If you want to keep your tree reasonably balanced — that is guarantee that its height is on the order of log(N) — you must do some rebalancing after inserts (or deletes). Care has to be taken to make sure that rebalancing doesn’t change the logarithmic behavior of those operations. The balance is often expressed using some invariants. You can’t just require that every path from root to leaf be of equal length, because that would constrain the number of elements to be always a power of two. So you must give it some slack.

In the case of a red-black tree, the invariants are formulated in terms of colors. Every node in the tree is marked as either red or black. These are the two invariants that have to be preserved by every operation:

1. Red invariant: No red node can have a red child
2. Black invariant: Every path from root to an empty leaf node must contain the same number of black nodes — the black height of the tree.

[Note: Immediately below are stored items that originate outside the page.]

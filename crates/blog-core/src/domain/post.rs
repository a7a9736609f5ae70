use std::fmt;
use std::str::FromStr;

use chrono::{DateTime, Utc};
use serde::{Deserialize, Serialize};
use uuid::Uuid;

use crate::error::DomainError;

/// Editorial status of a post.
#[derive(Debug, Clone, Copy, PartialEq, Eq, Serialize, Deserialize)]
#[serde(rename_all = "lowercase")]
pub enum PostStatus {
    Draft,
    Published,
    Scheduled,
}

impl PostStatus {
    pub fn as_str(&self) -> &'static str {
        match self {
            PostStatus::Draft => "draft",
            PostStatus::Published => "published",
            PostStatus::Scheduled => "scheduled",
        }
    }
}

impl fmt::Display for PostStatus {
    fn fmt(&self, f: &mut fmt::Formatter<'_>) -> fmt::Result {
        f.write_str(self.as_str())
    }
}

impl FromStr for PostStatus {
    type Err = DomainError;

    fn from_str(s: &str) -> Result<Self, Self::Err> {
        match s {
            "draft" => Ok(PostStatus::Draft),
            "published" => Ok(PostStatus::Published),
            "scheduled" => Ok(PostStatus::Scheduled),
            other => Err(DomainError::Validation(format!(
                "Unknown post status: {other}"
            ))),
        }
    }
}

/// Post entity - a blog publication.
///
/// `pub_date` may lie in the future for scheduled publications; such posts
/// stay out of public listings until the date passes.
#[derive(Debug, Clone, Serialize, Deserialize)]
pub struct Post {
    pub id: Uuid,
    pub author_id: Uuid,
    pub title: String,
    pub text: String,
    pub pub_date: DateTime<Utc>,
    pub status: PostStatus,
    pub is_published: bool,
    pub location_id: Option<Uuid>,
    pub category_id: Option<Uuid>,
    /// Stored path/URL of an attached image; upload storage is external.
    pub image: Option<String>,
    pub created_at: DateTime<Utc>,
    pub updated_at: DateTime<Utc>,
}

impl Post {
    /// Create a new post authored by `author_id`.
    pub fn new(author_id: Uuid, title: String, text: String, pub_date: DateTime<Utc>) -> Self {
        let now = Utc::now();
        Self {
            id: Uuid::new_v4(),
            author_id,
            title,
            text,
            pub_date,
            status: PostStatus::Draft,
            is_published: true,
            location_id: None,
            category_id: None,
            image: None,
            created_at: now,
            updated_at: now,
        }
    }
}
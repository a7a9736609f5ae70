#[cfg(test)]
mod tests {
    use std::collections::BTreeMap;
    use std::sync::Arc;

    use crate::database::entity::{category, location, post, user};
    use crate::database::postgres_repo::{
        PostgresCategoryRepository, PostgresCommentRepository, PostgresLocationRepository,
        PostgresPostRepository, PostgresUserRepository,
    };
    use blog_core::domain::{Category, Post, PostStatus, User};
    use blog_core::ports::{
        BaseRepository, CategoryRepository, CommentRepository, LocationRepository, PostRepository,
        UserRepository,
    };
    use blog_core::query::PostQuery;
    use sea_orm::prelude::DateTimeWithTimeZone;
    use sea_orm::{DatabaseBackend, MockDatabase, Value};

    fn post_model(id: uuid::Uuid, author_id: uuid::Uuid) -> post::Model {
        let now = chrono::Utc::now();
        post::Model {
            id,
            author_id,
            title: "Test Post".to_owned(),
            text: "Content".to_owned(),
            pub_date: now.into(),
            status: post::PostStatus::Published,
            is_published: true,
            location_id: None,
            category_id: None,
            image: None,
            created_at: now.into(),
            updated_at: now.into(),
        }
    }

    /// One flat listing row the joined post select produces: post columns
    /// plus author/category/location columns and the comment count.
    fn listing_row(
        id: uuid::Uuid,
        author_id: uuid::Uuid,
        username: &str,
        comment_count: i64,
    ) -> BTreeMap<&'static str, Value> {
        let now: DateTimeWithTimeZone = chrono::Utc::now().into();
        BTreeMap::from([
            ("id", Value::from(id)),
            ("author_id", Value::from(author_id)),
            ("title", Value::from("Test Post")),
            ("text", Value::from("Content")),
            ("pub_date", Value::from(now)),
            ("status", Value::from("published")),
            ("is_published", Value::from(true)),
            ("location_id", Value::Uuid(None)),
            ("category_id", Value::Uuid(None)),
            ("image", Value::String(None)),
            ("created_at", Value::from(now)),
            ("updated_at", Value::from(now)),
            ("author_username", Value::from(username)),
            ("category_title", Value::String(None)),
            ("category_slug", Value::String(None)),
            ("category_is_published", Value::Bool(None)),
            ("location_name", Value::String(None)),
            ("comment_count", Value::from(comment_count)),
        ])
    }

    #[tokio::test]
    async fn test_find_post_by_id() {
        let post_id = uuid::Uuid::new_v4();
        let author_id = uuid::Uuid::new_v4();

        let db = MockDatabase::new(DatabaseBackend::Postgres)
            .append_query_results(vec![vec![post_model(post_id, author_id)]])
            .into_connection();

        let repo = PostgresPostRepository::new(Arc::new(db));

        let result: Option<Post> = repo.find_by_id(post_id).await.unwrap();

        assert!(result.is_some());
        let post = result.unwrap();
        assert_eq!(post.title, "Test Post");
        assert_eq!(post.id, post_id);
        assert_eq!(post.status, PostStatus::Published);
        assert!(post.category_id.is_none());
    }

    #[tokio::test]
    async fn test_list_maps_annotated_rows() {
        let post_id = uuid::Uuid::new_v4();
        let author_id = uuid::Uuid::new_v4();

        // The paginator counts before it fetches, so the first result set is
        // the count row and the second is the page itself.
        let db = MockDatabase::new(DatabaseBackend::Postgres)
            .append_query_results(vec![
                vec![BTreeMap::from([("num_items", Value::BigInt(Some(1)))])],
                vec![listing_row(post_id, author_id, "alice", 2)],
            ])
            .into_connection();

        let repo = PostgresPostRepository::new(Arc::new(db));

        let page = repo
            .list(&PostQuery::public(), chrono::Utc::now(), 1, 10)
            .await
            .unwrap();

        assert_eq!(page.total_items, 1);
        assert_eq!(page.total_pages, 1);
        assert_eq!(page.items.len(), 1);

        let item = &page.items[0];
        assert_eq!(item.post.id, post_id);
        assert_eq!(item.post.author_id, author_id);
        assert_eq!(item.post.status, PostStatus::Published);
        assert_eq!(item.author_username, "alice");
        assert_eq!(item.comment_count, 2);
        assert!(item.category.is_none());
        assert!(item.location_name.is_none());
    }

    #[tokio::test]
    async fn test_find_detail_resolves_joined_columns() {
        let post_id = uuid::Uuid::new_v4();
        let author_id = uuid::Uuid::new_v4();
        let category_id = uuid::Uuid::new_v4();

        let mut row = listing_row(post_id, author_id, "alice", 0);
        row.insert("category_id", Value::from(category_id));
        row.insert("category_title", Value::from("News"));
        row.insert("category_slug", Value::from("news"));
        row.insert("category_is_published", Value::from(true));
        row.insert("location_name", Value::from("Reykjavik"));

        let db = MockDatabase::new(DatabaseBackend::Postgres)
            .append_query_results(vec![vec![row]])
            .into_connection();

        let repo = PostgresPostRepository::new(Arc::new(db));

        let detail = repo.find_detail(post_id).await.unwrap().unwrap();

        assert_eq!(detail.post.id, post_id);
        assert_eq!(detail.author_username, "alice");
        let category = detail.category.unwrap();
        assert_eq!(category.id, category_id);
        assert_eq!(category.slug, "news");
        assert!(category.is_published);
        assert_eq!(detail.location_name.as_deref(), Some("Reykjavik"));
    }

    #[tokio::test]
    async fn test_published_comments_resolve_authors() {
        let post_id = uuid::Uuid::new_v4();
        let comment_id = uuid::Uuid::new_v4();
        let now: DateTimeWithTimeZone = chrono::Utc::now().into();

        let db = MockDatabase::new(DatabaseBackend::Postgres)
            .append_query_results(vec![vec![BTreeMap::from([
                ("id", Value::from(comment_id)),
                ("post_id", Value::from(post_id)),
                ("author_id", Value::from(uuid::Uuid::new_v4())),
                ("text", Value::from("Nice one")),
                ("is_published", Value::from(true)),
                ("created_at", Value::from(now)),
                ("author_username", Value::from("bob")),
            ])]])
            .into_connection();

        let repo = PostgresCommentRepository::new(Arc::new(db));

        let comments = repo.list_published_for_post(post_id).await.unwrap();

        assert_eq!(comments.len(), 1);
        assert_eq!(comments[0].comment.id, comment_id);
        assert_eq!(comments[0].comment.post_id, post_id);
        assert_eq!(comments[0].author_username, "bob");
    }

    #[tokio::test]
    async fn test_find_user_by_username() {
        let user_id = uuid::Uuid::new_v4();
        let now = chrono::Utc::now();

        let db = MockDatabase::new(DatabaseBackend::Postgres)
            .append_query_results(vec![vec![user::Model {
                id: user_id,
                username: "alice".to_owned(),
                email: "alice@example.com".to_owned(),
                password_hash: "hash".to_owned(),
                first_name: None,
                last_name: None,
                created_at: now.into(),
                updated_at: now.into(),
            }]])
            .into_connection();

        let repo = PostgresUserRepository::new(Arc::new(db));

        let result: Option<User> = repo.find_by_username("alice").await.unwrap();

        assert!(result.is_some());
        let found = result.unwrap();
        assert_eq!(found.id, user_id);
        assert_eq!(found.username, "alice");
    }

    #[tokio::test]
    async fn test_find_category_by_slug() {
        let category_id = uuid::Uuid::new_v4();
        let now = chrono::Utc::now();

        let db = MockDatabase::new(DatabaseBackend::Postgres)
            .append_query_results(vec![vec![category::Model {
                id: category_id,
                title: "News".to_owned(),
                description: "All the news".to_owned(),
                slug: "news".to_owned(),
                is_published: true,
                created_at: now.into(),
            }]])
            .into_connection();

        let repo = PostgresCategoryRepository::new(Arc::new(db));

        let result: Option<Category> = repo.find_by_slug("news").await.unwrap();

        assert!(result.is_some());
        assert_eq!(result.unwrap().slug, "news");
    }

    #[tokio::test]
    async fn test_list_published_locations() {
        let location_id = uuid::Uuid::new_v4();
        let now = chrono::Utc::now();

        let db = MockDatabase::new(DatabaseBackend::Postgres)
            .append_query_results(vec![vec![location::Model {
                id: location_id,
                name: "Reykjavik".to_owned(),
                is_published: true,
                created_at: now.into(),
            }]])
            .into_connection();

        let repo = PostgresLocationRepository::new(Arc::new(db));

        let locations = repo.list_published().await.unwrap();

        assert_eq!(locations.len(), 1);
        assert_eq!(locations[0].id, location_id);
        assert_eq!(locations[0].name, "Reykjavik");
    }

    #[tokio::test]
    async fn test_find_missing_post_returns_none() {
        let db = MockDatabase::new(DatabaseBackend::Postgres)
            .append_query_results(vec![Vec::<post::Model>::new()])
            .into_connection();

        let repo = PostgresPostRepository::new(Arc::new(db));

        let result: Option<Post> = repo.find_by_id(uuid::Uuid::new_v4()).await.unwrap();
        assert!(result.is_none());
    }
}
//! Location listing handler.

use actix_web::{HttpResponse, web};

use blog_shared::ApiResponse;
use blog_shared::dto::LocationResponse;

use crate::middleware::error::AppResult;
use crate::state::AppState;

/// GET /api/locations
///
/// The published locations a post can be tagged with, alphabetical.
pub async fn list(state: web::Data<AppState>) -> AppResult<HttpResponse> {
    let locations = state.locations.list_published().await?;

    let items: Vec<LocationResponse> = locations
        .into_iter()
        .map(|location| LocationResponse {
            id: location.id,
            name: location.name,
        })
        .collect();

    Ok(HttpResponse::Ok().json(ApiResponse::ok(items)))
}
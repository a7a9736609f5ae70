use async_trait::async_trait;
use chrono::{DateTime, Utc};
use uuid::Uuid;

use crate::domain::{Category, Comment, Location, Post, User};
use crate::error::RepoError;
use crate::query::{CommentWithAuthor, PostDetail, PostPage, PostQuery};

/// Generic repository trait defining standard CRUD operations.
#[async_trait]
pub trait BaseRepository<T, ID>: Send + Sync {
    /// Find an entity by its unique ID.
    async fn find_by_id(&self, id: ID) -> Result<Option<T>, RepoError>;

    /// Save an entity (create or update).
    async fn save(&self, entity: T) -> Result<T, RepoError>;

    /// Delete an entity by its ID.
    async fn delete(&self, id: ID) -> Result<(), RepoError>;
}

/// User repository with domain-specific lookups.
#[async_trait]
pub trait UserRepository: BaseRepository<User, Uuid> {
    /// Find a user by their email address.
    async fn find_by_email(&self, email: &str) -> Result<Option<User>, RepoError>;

    /// Find a user by their username.
    async fn find_by_username(&self, username: &str) -> Result<Option<User>, RepoError>;
}

/// Post repository.
///
/// Listing interprets a [`PostQuery`]; `now` is the request's clock reading,
/// passed in so the visibility cutoff is decided in one place.
#[async_trait]
pub trait PostRepository: BaseRepository<Post, Uuid> {
    /// Fetch a post with author, category and location resolved.
    async fn find_detail(&self, id: Uuid) -> Result<Option<PostDetail>, RepoError>;

    /// Fetch one page of a listing described by `query`.
    async fn list(
        &self,
        query: &PostQuery,
        now: DateTime<Utc>,
        page: u64,
        page_size: u64,
    ) -> Result<PostPage, RepoError>;
}

/// Comment repository.
#[async_trait]
pub trait CommentRepository: BaseRepository<Comment, Uuid> {
    /// Published comments of one post, oldest first, authors resolved.
    async fn list_published_for_post(
        &self,
        post_id: Uuid,
    ) -> Result<Vec<CommentWithAuthor>, RepoError>;
}

/// Category repository.
#[async_trait]
pub trait CategoryRepository: BaseRepository<Category, Uuid> {
    /// Find a category by its unique slug.
    async fn find_by_slug(&self, slug: &str) -> Result<Option<Category>, RepoError>;
}

/// Location repository.
#[async_trait]
pub trait LocationRepository: BaseRepository<Location, Uuid> {
    /// Published locations, alphabetical, offered when tagging a post.
    async fn list_published(&self) -> Result<Vec<Location>, RepoError>;
}
//! Authorization rules for viewing and mutating content.
//!
//! Handlers call these named functions directly instead of layering the rules
//! into the request dispatch itself.

use chrono::{DateTime, Utc};
use uuid::Uuid;

use crate::error::DomainError;
use crate::query::PostDetail;

/// Gate detail access to a post.
///
/// The author always sees their own post. Anyone else, authenticated or not,
/// sees it only when it is publicly visible; otherwise the failure is
/// NotFound so the existence of hidden posts does not leak.
pub fn check_detail_access(
    detail: &PostDetail,
    viewer: Option<Uuid>,
    now: DateTime<Utc>,
) -> Result<(), DomainError> {
    if viewer == Some(detail.post.author_id) {
        return Ok(());
    }
    if detail.is_publicly_visible(now) {
        return Ok(());
    }
    Err(DomainError::NotFound {
        entity_type: "post",
        id: detail.post.id,
    })
}

/// Gate mutation access: only the owning author may edit or delete.
pub fn require_author(owner_id: Uuid, actor_id: Uuid) -> Result<(), DomainError> {
    if owner_id == actor_id {
        Ok(())
    } else {
        Err(DomainError::Forbidden)
    }
}

#[cfg(test)]
mod tests {
    use super::*;
    use crate::domain::Post;
    use crate::query::CategoryRef;
    use chrono::TimeDelta;

    fn detail(author_id: Uuid, pub_date: DateTime<Utc>, is_published: bool) -> PostDetail {
        let mut post = Post::new(
            author_id,
            "Title".to_string(),
            "Text".to_string(),
            pub_date,
        );
        post.is_published = is_published;
        PostDetail {
            post,
            author_username: "alice".to_string(),
            category: None,
            location_name: None,
        }
    }

    #[test]
    fn author_sees_own_draft() {
        let author = Uuid::new_v4();
        let now = Utc::now();
        let detail = detail(author, now - TimeDelta::hours(1), false);

        assert!(check_detail_access(&detail, Some(author), now).is_ok());
    }

    #[test]
    fn author_sees_own_future_post() {
        let author = Uuid::new_v4();
        let now = Utc::now();
        let detail = detail(author, now + TimeDelta::days(3), true);

        assert!(check_detail_access(&detail, Some(author), now).is_ok());
    }

    #[test]
    fn stranger_gets_not_found_for_draft() {
        let now = Utc::now();
        let detail = detail(Uuid::new_v4(), now - TimeDelta::hours(1), false);

        let err = check_detail_access(&detail, Some(Uuid::new_v4()), now).unwrap_err();
        assert!(matches!(err, DomainError::NotFound { .. }));
    }

    #[test]
    fn anonymous_gets_not_found_for_future_post() {
        let now = Utc::now();
        let detail = detail(Uuid::new_v4(), now + TimeDelta::days(1), true);

        let err = check_detail_access(&detail, None, now).unwrap_err();
        assert!(matches!(err, DomainError::NotFound { .. }));
    }

    #[test]
    fn anonymous_sees_public_post() {
        let now = Utc::now();
        let detail = detail(Uuid::new_v4(), now - TimeDelta::hours(1), true);

        assert!(check_detail_access(&detail, None, now).is_ok());
    }

    #[test]
    fn unpublished_category_hides_post_from_strangers() {
        let now = Utc::now();
        let mut d = detail(Uuid::new_v4(), now - TimeDelta::hours(1), true);
        d.category = Some(CategoryRef {
            id: Uuid::new_v4(),
            title: "News".to_string(),
            slug: "news".to_string(),
            is_published: false,
        });

        assert!(check_detail_access(&d, None, now).is_err());
        assert!(check_detail_access(&d, Some(d.post.author_id), now).is_ok());
    }

    #[test]
    fn only_owner_may_mutate() {
        let owner = Uuid::new_v4();

        assert!(require_author(owner, owner).is_ok());
        assert!(matches!(
            require_author(owner, Uuid::new_v4()),
            Err(DomainError::Forbidden)
        ));
    }
}
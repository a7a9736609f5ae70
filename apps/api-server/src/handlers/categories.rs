//! Category listing handler.

use actix_web::{HttpResponse, web};
use chrono::Utc;

use blog_core::query::PostQuery;
use blog_shared::ApiResponse;
use blog_shared::dto::{CategoryDetailResponse, CategoryPostsResponse};

use crate::handlers::{PageParams, page_response};
use crate::middleware::error::{AppError, AppResult};
use crate::state::AppState;

/// GET /api/categories/{category_slug}/posts
///
/// An unpublished category is indistinguishable from a missing one,
/// whatever the state of the posts inside it.
pub async fn posts(
    state: web::Data<AppState>,
    path: web::Path<String>,
    params: web::Query<PageParams>,
) -> AppResult<HttpResponse> {
    let slug = path.into_inner();

    let category = state
        .categories
        .find_by_slug(&slug)
        .await?
        .filter(|c| c.is_published)
        .ok_or_else(|| AppError::NotFound(format!("category {slug} not found")))?;

    let query = PostQuery::category(category.id);
    let page = state
        .posts
        .list(
            &query,
            Utc::now(),
            params.page.unwrap_or(1),
            state.paginate_by,
        )
        .await?;

    Ok(HttpResponse::Ok().json(ApiResponse::ok(CategoryPostsResponse {
        category: CategoryDetailResponse {
            id: category.id,
            title: category.title,
            description: category.description,
            slug: category.slug,
        },
        posts: page_response(page),
    })))
}
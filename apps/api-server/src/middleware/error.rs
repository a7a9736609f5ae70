//! Error handling - RFC 7807 compliant responses.

use actix_web::{HttpResponse, ResponseError, http::StatusCode};
use blog_shared::ErrorResponse;
use std::fmt;

/// Application-level error type that converts to RFC 7807 responses.
#[derive(Debug)]
pub enum AppError {
    NotFound(String),
    BadRequest(String),
    Unauthorized,
    Forbidden,
    Conflict(String),
    Internal(String),
    Validation(Vec<String>),
}

impl fmt::Display for AppError {
    fn fmt(&self, f: &mut fmt::Formatter<'_>) -> fmt::Result {
        match self {
            AppError::NotFound(msg) => write!(f, "Not found: {}", msg),
            AppError::BadRequest(msg) => write!(f, "Bad request: {}", msg),
            AppError::Unauthorized => write!(f, "Unauthorized"),
            AppError::Forbidden => write!(f, "Forbidden"),
            AppError::Conflict(msg) => write!(f, "Conflict: {}", msg),
            AppError::Internal(msg) => write!(f, "Internal error: {}", msg),
            AppError::Validation(errors) => write!(f, "Validation errors: {:?}", errors),
        }
    }
}

impl ResponseError for AppError {
    fn status_code(&self) -> StatusCode {
        match self {
            AppError::NotFound(_) => StatusCode::NOT_FOUND,
            AppError::BadRequest(_) => StatusCode::BAD_REQUEST,
            AppError::Unauthorized => StatusCode::UNAUTHORIZED,
            AppError::Forbidden => StatusCode::FORBIDDEN,
            AppError::Conflict(_) => StatusCode::CONFLICT,
            AppError::Internal(_) => StatusCode::INTERNAL_SERVER_ERROR,
            AppError::Validation(_) => StatusCode::UNPROCESSABLE_ENTITY,
        }
    }

    fn error_response(&self) -> HttpResponse {
        let error = match self {
            AppError::NotFound(detail) => ErrorResponse::not_found(detail),
            AppError::BadRequest(detail) => ErrorResponse::bad_request(detail),
            AppError::Unauthorized => ErrorResponse::unauthorized(),
            AppError::Forbidden => ErrorResponse::forbidden(),
            AppError::Conflict(detail) => ErrorResponse::new(409, "Conflict").with_detail(detail),
            AppError::Internal(detail) => {
                // Log internal errors
                tracing::error!("Internal error: {}", detail);
                ErrorResponse::internal_error()
            }
            AppError::Validation(errors) => {
                ErrorResponse::new(422, "Validation Failed").with_detail(errors.join(", "))
            }
        };

        HttpResponse::build(self.status_code()).json(error)
    }
}

// Conversion from domain errors
impl From<blog_core::error::DomainError> for AppError {
    fn from(err: blog_core::error::DomainError) -> Self {
        match err {
            blog_core::error::DomainError::NotFound { entity_type, id } => {
                AppError::NotFound(format!("{} with id {} not found", entity_type, id))
            }
            blog_core::error::DomainError::Validation(msg) => AppError::BadRequest(msg),
            blog_core::error::DomainError::Forbidden => AppError::Forbidden,
        }
    }
}

impl From<blog_core::error::RepoError> for AppError {
    fn from(err: blog_core::error::RepoError) -> Self {
        match err {
            blog_core::error::RepoError::NotFound => {
                AppError::NotFound("Resource not found".to_string())
            }
            blog_core::error::RepoError::Constraint(msg) => AppError::Conflict(msg),
            blog_core::error::RepoError::Connection(msg) => {
                tracing::error!("Database connection error: {}", msg);
                AppError::Internal("Database error".to_string())
            }
            blog_core::error::RepoError::Query(msg) => {
                tracing::error!("Database query error: {}", msg);
                AppError::Internal("Database error".to_string())
            }
        }
    }
}

/// Result type alias for handlers.
pub type AppResult<T> = Result<T, AppError>;
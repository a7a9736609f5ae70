use chrono::{DateTime, Utc};
use serde::{Deserialize, Serialize};
use uuid::Uuid;

/// User entity - represents a registered author.
#[derive(Debug, Clone, Serialize, Deserialize)]
pub struct User {
    pub id: Uuid,
    pub username: String,
    pub email: String,
    pub password_hash: String,
    pub first_name: Option<String>,
    pub last_name: Option<String>,
    pub created_at: DateTime<Utc>,
    pub updated_at: DateTime<Utc>,
}

impl User {
    /// Create a new user with generated ID and timestamps.
    pub fn new(username: String, email: String, password_hash: String) -> Self {
        let now = Utc::now();
        Self {
            id: Uuid::new_v4(),
            username,
            email,
            password_hash,
            first_name: None,
            last_name: None,
            created_at: now,
            updated_at: now,
        }
    }
}
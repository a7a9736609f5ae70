use chrono::{DateTime, Utc};
use serde::{Deserialize, Serialize};
use uuid::Uuid;

/// Category entity - a slug-addressable grouping of posts.
///
/// Deleting a category nullifies `category_id` on referencing posts.
#[derive(Debug, Clone, Serialize, Deserialize)]
pub struct Category {
    pub id: Uuid,
    pub title: String,
    pub description: String,
    pub slug: String,
    pub is_published: bool,
    pub created_at: DateTime<Utc>,
}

This way, if the shortest path in a tree is all black, the longest path could only be twice as long, containing one red node between each pair of black nodes. The height of such a tree could only vary between (all black) log(N) and (maximum red) 2*log(N).

With these constraints in mind, the re-balancing can be done in log(N) time by localizing the modifications to the nearest vicinity of the path from the root to the point of insertion or deletion.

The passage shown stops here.